Every API response includes the following headers:
| Header | Description |
|---|
X-RateLimit-Limit | Maximum number of requests allowed in the current window |
X-RateLimit-Remaining | Requests remaining before you hit the limit |
X-RateLimit-Reset | Unix timestamp (seconds) when the current window resets |
X-RateLimit-Limit: 100
X-RateLimit-Remaining: 87
X-RateLimit-Reset: 1712345678
When you exceed the limit
When your request count exceeds the limit, the API returns 429 Too Many Requests:
{
"error": "rate limit exceeded",
"retryAfter": 30
}
The number of seconds to wait before retrying your request.
Handling 429 responses
Wait for the number of seconds in retryAfter before retrying. Do not immediately retry — doing so consumes more of your remaining quota.

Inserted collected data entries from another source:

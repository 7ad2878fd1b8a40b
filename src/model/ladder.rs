// SPDX-FileCopyrightText: 2026 Bruno Meilick
// SPDX-License-Identifier: LicenseRef-EPLadder-FreeUse-NoCopy-NoDerivatives
//
// All rights reserved.
//
// This file is part of EPLadder and is proprietary software.
// Unauthorized copying, modification, or distribution is prohibited.

use std::collections::BTreeMap;
use std::fmt;

use smol_str::SmolStr;

use crate::geometry::{Segment, Viewport};
use crate::query::derived::{assess_block_site, assess_impulse_origin_site};

use super::ids::MarkId;
use super::mark::{Mark, MarkMode};
use super::region::Region;

/// Default height of a template region, in view units.
pub const DEFAULT_REGION_HEIGHT: f64 = 100.0;

#[derive(Debug, Clone, PartialEq)]
pub enum LadderError {
    MarkNotFound { mark_id: MarkId },
    RegionNotFound { index: usize },
    RegionNotMarkable { index: usize },
    InvalidRegionBoundaries { proximal: f64, distal: f64 },
    RegionsNotAdjacent { from: usize, to: usize },
    SelfLink { mark_id: MarkId },
    LinkSlotMismatch { mark_id: MarkId, neighbor_id: MarkId },
}

impl fmt::Display for LadderError {
    fn fmt(&self, f: &mut fmt::Formatter<'_>) -> fmt::Result {
        match self {
            Self::MarkNotFound { mark_id } => write!(f, "mark not found (id={mark_id})"),
            Self::RegionNotFound { index } => write!(f, "region not found (index={index})"),
            Self::RegionNotMarkable { index } => {
                write!(f, "region does not accept marks (index={index})")
            }
            Self::InvalidRegionBoundaries { proximal, distal } => write!(
                f,
                "invalid region boundaries (proximal={proximal}, distal={distal})"
            ),
            Self::RegionsNotAdjacent { from, to } => {
                write!(f, "regions are not adjacent (from={from}, to={to})")
            }
            Self::SelfLink { mark_id } => write!(f, "mark cannot link to itself (id={mark_id})"),
            Self::LinkSlotMismatch { mark_id, neighbor_id } => write!(
                f,
                "link slot does not match the neighbor's region (id={mark_id}, neighbor={neighbor_id})"
            ),
        }
    }
}

impl std::error::Error for LadderError {}

/// The top-level container: regions top to bottom, plus the arena that owns every mark.
///
/// Marks refer to each other by [`MarkId`]; `registry` answers "which region owns this mark"
/// without scanning region lists.
#[derive(Debug, Clone, PartialEq)]
pub struct Ladder {
    regions: Vec<Region>,
    marks: BTreeMap<MarkId, Mark>,
    registry: BTreeMap<MarkId, usize>,
    next_mark_id: MarkId,
    rev: u64,
}

impl Default for Ladder {
    fn default() -> Self {
        Self::new()
    }
}

impl Ladder {
    pub fn new() -> Self {
        Self {
            regions: Vec::new(),
            marks: BTreeMap::new(),
            registry: BTreeMap::new(),
            next_mark_id: MarkId::new(1),
            rev: 0,
        }
    }

    /// Evenly stacked regions, each `region_height` tall, starting at view y = 0.
    pub fn with_regions<I, S>(names: I, region_height: f64) -> Self
    where
        I: IntoIterator<Item = S>,
        S: Into<SmolStr>,
    {
        let mut ladder = Self::new();
        for (idx, name) in names.into_iter().enumerate() {
            let top = idx as f64 * region_height;
            ladder.push_region_unchecked(Region::new(name, top, top + region_height));
        }
        if !ladder.regions.is_empty() {
            ladder.regions[0].set_activated(true);
        }
        ladder
    }

    /// The standard atrium / AV node / ventricle ladder.
    pub fn default_ladder() -> Self {
        let mut ladder = Self::with_regions(["A", "AV", "V"], DEFAULT_REGION_HEIGHT);
        let descriptions = ["Atrium", "Atrioventricular node", "Ventricle"];
        for (region, description) in ladder.regions.iter_mut().zip(descriptions) {
            region.set_description(description);
        }
        ladder
    }

    pub fn regions(&self) -> &[Region] {
        &self.regions
    }

    pub fn region(&self, index: usize) -> Option<&Region> {
        self.regions.get(index)
    }

    pub fn region_mut(&mut self, index: usize) -> Option<&mut Region> {
        self.regions.get_mut(index)
    }

    pub fn region_count(&self) -> usize {
        self.regions.len()
    }

    /// Appends a region below the current bottom region.
    pub fn add_region(&mut self, region: Region) -> Result<usize, LadderError> {
        let (proximal, distal) = (region.proximal_boundary(), region.distal_boundary());
        let below_previous = self
            .regions
            .last()
            .map_or(true, |last| proximal >= last.distal_boundary());
        if !(distal > proximal) || !below_previous {
            return Err(LadderError::InvalidRegionBoundaries { proximal, distal });
        }
        Ok(self.push_region_unchecked(region))
    }

    fn push_region_unchecked(&mut self, mut region: Region) -> usize {
        let index = self.regions.len();
        region.set_index(index);
        self.regions.push(region);
        index
    }

    /// Removes a region together with every mark it owns. Returns the deleted mark ids.
    pub fn remove_region(&mut self, index: usize) -> Result<Vec<MarkId>, LadderError> {
        let deleted = self.delete_marks_in_region(index)?;
        let removed = self.regions.remove(index);
        for (idx, region) in self.regions.iter_mut().enumerate().skip(index) {
            region.set_index(idx);
        }
        for owner in self.registry.values_mut() {
            if *owner > index {
                *owner -= 1;
            }
        }
        if removed.is_activated() && !self.regions.is_empty() {
            let fallback = index.min(self.regions.len() - 1);
            self.regions[fallback].set_activated(true);
        }
        tracing::debug!(index, deleted = deleted.len(), "removed region");
        Ok(deleted)
    }

    /// Moves a region's boundaries. The top-to-bottom order must still hold afterwards.
    pub fn set_region_boundaries(
        &mut self,
        index: usize,
        proximal: f64,
        distal: f64,
    ) -> Result<(), LadderError> {
        if index >= self.regions.len() {
            return Err(LadderError::RegionNotFound { index });
        }
        let above_ok = index == 0 || self.regions[index - 1].distal_boundary() <= proximal;
        let below_ok = self
            .regions
            .get(index + 1)
            .map_or(true, |below| distal <= below.proximal_boundary());
        if !(distal > proximal) || !above_ok || !below_ok {
            return Err(LadderError::InvalidRegionBoundaries { proximal, distal });
        }
        self.regions[index].set_boundaries(proximal, distal);
        Ok(())
    }

    /// Makes `index` the only activated region (the one new marks go to).
    pub fn activate_region(&mut self, index: usize) -> Result<(), LadderError> {
        if index >= self.regions.len() {
            return Err(LadderError::RegionNotFound { index });
        }
        for region in &mut self.regions {
            region.set_activated(region.index() == index);
        }
        Ok(())
    }

    pub fn activated_region(&self) -> Option<usize> {
        self.regions.iter().position(Region::is_activated)
    }

    /// Index of the region whose vertical span contains `view_y`.
    pub fn region_at_view_y(&self, view_y: f64) -> Option<usize> {
        self.regions
            .iter()
            .position(|region| region.span().contains_view_y(view_y))
    }

    pub fn marks(&self) -> &BTreeMap<MarkId, Mark> {
        &self.marks
    }

    pub fn mark(&self, mark_id: MarkId) -> Option<&Mark> {
        self.marks.get(&mark_id)
    }

    pub fn mark_mut(&mut self, mark_id: MarkId) -> Option<&mut Mark> {
        self.marks.get_mut(&mark_id)
    }

    pub fn contains_mark(&self, mark_id: MarkId) -> bool {
        self.marks.contains_key(&mark_id)
    }

    pub fn mark_count(&self) -> usize {
        self.marks.len()
    }

    pub(crate) fn require_mark(&self, mark_id: MarkId) -> Result<&Mark, LadderError> {
        self.marks
            .get(&mark_id)
            .ok_or(LadderError::MarkNotFound { mark_id })
    }

    pub(crate) fn require_mark_mut(&mut self, mark_id: MarkId) -> Result<&mut Mark, LadderError> {
        self.marks
            .get_mut(&mark_id)
            .ok_or(LadderError::MarkNotFound { mark_id })
    }

    /// Index of the region that owns `mark_id`.
    pub fn region_index_of(&self, mark_id: MarkId) -> Option<usize> {
        self.registry.get(&mark_id).copied()
    }

    pub fn region_of(&self, mark_id: MarkId) -> Option<&Region> {
        self.region_index_of(mark_id)
            .and_then(|index| self.regions.get(index))
    }

    /// Marks of one region, in the region's insertion order.
    pub fn marks_in_region(&self, index: usize) -> impl Iterator<Item = &Mark> + '_ {
        self.regions
            .get(index)
            .map(Region::marks)
            .unwrap_or_default()
            .iter()
            .filter_map(|mark_id| self.marks.get(mark_id))
    }

    /// The mark's segment in view coordinates.
    pub fn view_segment(&self, mark_id: MarkId, viewport: &Viewport) -> Option<Segment> {
        let mark = self.marks.get(&mark_id)?;
        let region = self.region_of(mark_id)?;
        Some(viewport.to_view_segment(mark.segment(), region.span()))
    }

    pub fn add_mark(&mut self, region_index: usize, segment: Segment) -> Result<MarkId, LadderError> {
        let region = self
            .regions
            .get_mut(region_index)
            .ok_or(LadderError::RegionNotFound { index: region_index })?;
        if !region.is_markable() {
            return Err(LadderError::RegionNotMarkable { index: region_index });
        }

        let mark_id = self.next_mark_id;
        self.next_mark_id = mark_id.next();
        region.push_mark(mark_id);
        self.registry.insert(mark_id, region_index);
        self.marks.insert(mark_id, Mark::new(mark_id, segment));
        self.reassess([mark_id]);
        tracing::debug!(%mark_id, region_index, "added mark");
        Ok(mark_id)
    }

    /// Deletes a mark and scrubs its id from every neighbor. Returns the removed mark, whose
    /// link sets still name the former neighbors.
    pub fn delete_mark(&mut self, mark_id: MarkId) -> Result<Mark, LadderError> {
        let mark = self
            .marks
            .remove(&mark_id)
            .ok_or(LadderError::MarkNotFound { mark_id })?;
        let neighbors = mark.linked().iter().map(|(_, id)| id).collect::<Vec<_>>();
        for neighbor_id in &neighbors {
            if let Some(neighbor) = self.marks.get_mut(neighbor_id) {
                neighbor.linked_mut().remove(mark_id);
            }
        }

        match self.registry.remove(&mark_id) {
            Some(index) => {
                let removed = self
                    .regions
                    .get_mut(index)
                    .is_some_and(|region| region.remove_mark(mark_id));
                debug_assert!(removed, "registry pointed at a region without the mark");
            }
            None => debug_assert!(false, "mark {mark_id} had no registry entry"),
        }

        self.reassess(neighbors);
        tracing::debug!(%mark_id, "deleted mark");
        Ok(mark)
    }

    pub fn delete_marks_in_region(&mut self, index: usize) -> Result<Vec<MarkId>, LadderError> {
        let mark_ids = self
            .regions
            .get(index)
            .ok_or(LadderError::RegionNotFound { index })?
            .marks()
            .to_vec();
        for mark_id in &mark_ids {
            self.delete_mark(*mark_id)?;
        }
        Ok(mark_ids)
    }

    pub fn attach_mark(&mut self, mark_id: MarkId) -> Result<(), LadderError> {
        self.require_mark_mut(mark_id)?.set_mode(MarkMode::Attached);
        Ok(())
    }

    pub fn unattach_mark(&mut self, mark_id: MarkId) -> Result<(), LadderError> {
        self.require_mark_mut(mark_id)?.set_mode(MarkMode::Normal);
        Ok(())
    }

    /// The mark currently receiving drag input, if any.
    pub fn attached_mark(&self) -> Option<MarkId> {
        self.marks
            .values()
            .find(|mark| mark.is_attached())
            .map(Mark::id)
    }

    /// Recomputes block and impulse origin for the given marks. Unknown ids are skipped.
    pub fn reassess<I>(&mut self, mark_ids: I)
    where
        I: IntoIterator<Item = MarkId>,
    {
        for mark_id in mark_ids {
            let Some(mark) = self.marks.get_mut(&mark_id) else {
                continue;
            };
            let block = assess_block_site(mark);
            let origin = assess_impulse_origin_site(mark);
            mark.set_derived(block, origin);
        }
    }

    pub fn reassess_all(&mut self) {
        let ids = self.marks.keys().copied().collect::<Vec<_>>();
        self.reassess(ids);
    }

    pub fn rev(&self) -> u64 {
        self.rev
    }

    pub fn set_rev(&mut self, rev: u64) {
        self.rev = rev;
    }

    pub fn bump_rev(&mut self) {
        self.rev = self.rev.saturating_add(1);
    }

    /// Checks that every mark has exactly one owner and that region lists and the registry
    /// agree. Returns the first inconsistent mark id.
    pub fn check_registry(&self) -> Result<(), MarkId> {
        let mut listed = 0usize;
        for region in &self.regions {
            for mark_id in region.marks() {
                listed += 1;
                if self.registry.get(mark_id) != Some(&region.index())
                    || !self.marks.contains_key(mark_id)
                {
                    return Err(*mark_id);
                }
            }
        }
        if listed != self.registry.len() || listed != self.marks.len() {
            let orphan = self
                .marks
                .keys()
                .find(|id| !self.registry.contains_key(id))
                .or_else(|| self.registry.keys().find(|id| !self.marks.contains_key(id)))
                .copied()
                .unwrap_or(MarkId::new(0));
            return Err(orphan);
        }
        Ok(())
    }
}
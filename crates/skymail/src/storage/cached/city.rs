//! Cached city lookups.

use async_trait::async_trait;
use uuid::Uuid;

use skymail_core::storage::{CityRepository, Resolver, Result};
use skymail_core::subscription::City;

use super::store::{city_name_key, CachedStore};

impl<R: Resolver> CachedStore<R> {
    fn index_city(&self, city: &City) {
        if let Some(previous) = self.cities_by_id.pop(&city.id) {
            if !previous.name.eq_ignore_ascii_case(&city.name) {
                self.cities_by_name.pop(&city_name_key(&previous.name));
            }
        }
        self.cities_by_id.put(city.id, city.clone());
        self.cities_by_name
            .put(city_name_key(&city.name), city.clone());
    }
}

#[async_trait]
impl<R> CityRepository for CachedStore<R>
where
    R: Resolver + 'static,
{
    async fn get_city(&self, id: Uuid) -> Result<Option<City>> {
        if let Some(city) = self.cities_by_id.get(&id) {
            tracing::trace!(city_id = %id, "Cache hit for city");
            return Ok(Some(city));
        }

        tracing::trace!(city_id = %id, "Cache miss for city");
        let observed = self.generation();
        let city = self.resolver.get_city(id).await?;
        if let Some(ref c) = city {
            if !self.fill_if_current(observed, || self.index_city(c)) {
                tracing::trace!(city_id = %id, "Skipped filling city raced by a write");
            }
        }
        Ok(city)
    }

    async fn get_city_by_name(&self, name: &str) -> Result<Option<City>> {
        if let Some(city) = self.cities_by_name.get(&city_name_key(name)) {
            tracing::trace!(city = %name, "Cache hit for city name");
            return Ok(Some(city));
        }

        tracing::trace!(city = %name, "Cache miss for city name");
        let observed = self.generation();
        let city = self.resolver.get_city_by_name(name).await?;
        if let Some(ref c) = city {
            if !self.fill_if_current(observed, || self.index_city(c)) {
                tracing::trace!(city = %name, "Skipped filling city raced by a write");
            }
        }
        Ok(city)
    }

    async fn save_city(&self, city: &City) -> Result<()> {
        self.resolver.save_city(city).await?;
        self.after_write(|| self.index_city(city));

        tracing::debug!(city_id = %city.id, city = %city.name, "City saved");
        Ok(())
    }
}

#[cfg(test)]
mod tests {
    use std::num::NonZeroUsize;
    use std::sync::atomic::Ordering;
    use std::sync::Arc;

    use skymail_core::subscription::Coordinates;

    use super::*;
    use crate::storage::testing::CountingResolver;

    fn store() -> (Arc<CountingResolver>, CachedStore<CountingResolver>) {
        let backing = Arc::new(CountingResolver::new());
        let store = CachedStore::new(backing.clone(), NonZeroUsize::new(64).unwrap());
        (backing, store)
    }

    fn paris() -> City {
        City::new(
            "paris",
            Coordinates {
                latitude: 48.8566,
                longitude: 2.3522,
            },
            "place-paris",
        )
    }

    #[tokio::test]
    async fn test_get_city_by_name_populates_both_indices() {
        let (backing, store) = store();
        let city = paris();
        backing.inner.save_city(&city).await.unwrap();

        assert_eq!(store.get_city_by_name("Paris").await.unwrap(), Some(city.clone()));
        assert_eq!(backing.reads(), 1);

        // Second lookup by name and a lookup by id are both hits
        assert_eq!(store.get_city_by_name("PARIS").await.unwrap(), Some(city.clone()));
        assert_eq!(store.get_city(city.id).await.unwrap(), Some(city));
        assert_eq!(backing.reads(), 1);
    }

    #[tokio::test]
    async fn test_missing_city_is_not_cached() {
        let (backing, store) = store();

        assert!(store.get_city_by_name("atlantis").await.unwrap().is_none());
        assert!(store.get_city_by_name("atlantis").await.unwrap().is_none());
        assert_eq!(backing.reads(), 2);
    }

    #[tokio::test]
    async fn test_save_city_writes_through() {
        let (backing, store) = store();
        let city = paris();

        store.save_city(&city).await.unwrap();

        assert_eq!(backing.city_saves.load(Ordering::SeqCst), 1);
        assert_eq!(store.get_city_by_name("paris").await.unwrap(), Some(city));
        assert_eq!(backing.reads(), 0);
    }

    #[tokio::test]
    async fn test_failed_save_leaves_cache_unchanged() {
        let (backing, store) = store();
        backing.set_fail_writes(true);
        let city = paris();

        assert!(store.save_city(&city).await.is_err());
        assert!(store.get_city(city.id).await.unwrap().is_none());
        assert_eq!(backing.reads(), 1);
    }

    #[tokio::test]
    async fn test_miss_racing_save_keeps_newer_row() {
        let (backing, store) = store();
        let store = Arc::new(store);
        let city = paris();
        let moved = City {
            latitude: 48.8600,
            ..city.clone()
        };
        backing.inner.save_city(&city).await.unwrap();

        let gate = backing.pause_next_read();
        let reader = tokio::spawn({
            let store = store.clone();
            async move { store.get_city_by_name("paris").await }
        });
        gate.reached().await;
        store.save_city(&moved).await.unwrap();
        gate.release();

        assert_eq!(reader.await.unwrap().unwrap(), Some(city.clone()));
        assert_eq!(store.get_city(city.id).await.unwrap(), Some(moved.clone()));
        assert_eq!(store.get_city_by_name("PARIS").await.unwrap(), Some(moved));
    }
}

response_code=$(curl -s -o /dev/null -w "%{http_code}" \
https://api.infraaudit.dev/v1/resources \
-H "Authorization: Bearer $TOKEN")
if [ "$response_code" = "429" ]; then
retry_after=$(curl -s https://api.infraaudit.dev/v1/resources \
-H "Authorization: Bearer $TOKEN" | jq '.retryAfter')
echo "Rate limited. Waiting ${retry_after}s..."
sleep "$retry_after"
# Retry the request
fi
Check X-RateLimit-Remaining before making bursts of requests. If the value is low, add a short delay between calls to avoid hitting the limit.
Self-hosted deployments can adjust rate limit defaults via environment variables. See the configuration reference for available options.